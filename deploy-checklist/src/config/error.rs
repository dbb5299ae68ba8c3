//! Repository settings errors.

use thiserror::Error;

/// Errors raised while loading a repository settings file.
#[derive(Debug, Error)]
pub enum ConfigError {
    /// The settings file exists but could not be read.
    #[error("Cannot read repository settings '{path}': {source}")]
    IoError {
        path: String,
        #[source]
        source: std::io::Error,
    },

    /// The settings file is not valid TOML or has a wrongly typed key.
    #[error("Repository settings '{path}' are not valid TOML: {source}")]
    TomlError {
        path: String,
        #[source]
        source: toml::de::Error,
    },

    /// A settings key holds a value that cannot be used.
    #[error("Invalid `{key}` in repository settings '{path}': {message}")]
    ValidationError {
        path: String,
        key: &'static str,
        message: String,
    },

    /// No settings file at the given path.
    #[error("Repository settings file not found: {path}")]
    MissingFile { path: String },
}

· · · · ·

**PROBLEM TO SOLVE**: All the data is to be copied over exactly as it stands.

**EXERCISE OUTPUT**:
filename deploy-checklist/src/config/error.rs
repository dbb5299ae68ba8c3
//! Repository settings errors.

use thiserror::Error;

/// Errors raised while loading a repository settings file.
#[derive(Debug, Error)]
pub enum ConfigError {
    /// The settings file exists but could not be read.
    #[error("Cannot read repository settings '{path}': {source}")]
    IoError {
        path: String,
        #[source]
        source: std::io::Error,
    },

    /// The settings file is not valid TOML or has a wrongly typed key.
    #[error("Repository settings '{path}' are not valid TOML: {source}")]
    TomlError {
        path: String,
        #[source]
        source: toml::de::Error,
    },

    /// A settings key holds a value that cannot be used.
    #[error("Invalid `{key}` in repository settings '{path}': {message}")]
    ValidationError {
        path: String,
        key: &'static str,
        message: String,
    },

    /// No settings file at the given path.
    #[error("Repository settings file not found: {path}")]
    MissingFile { path: String },
}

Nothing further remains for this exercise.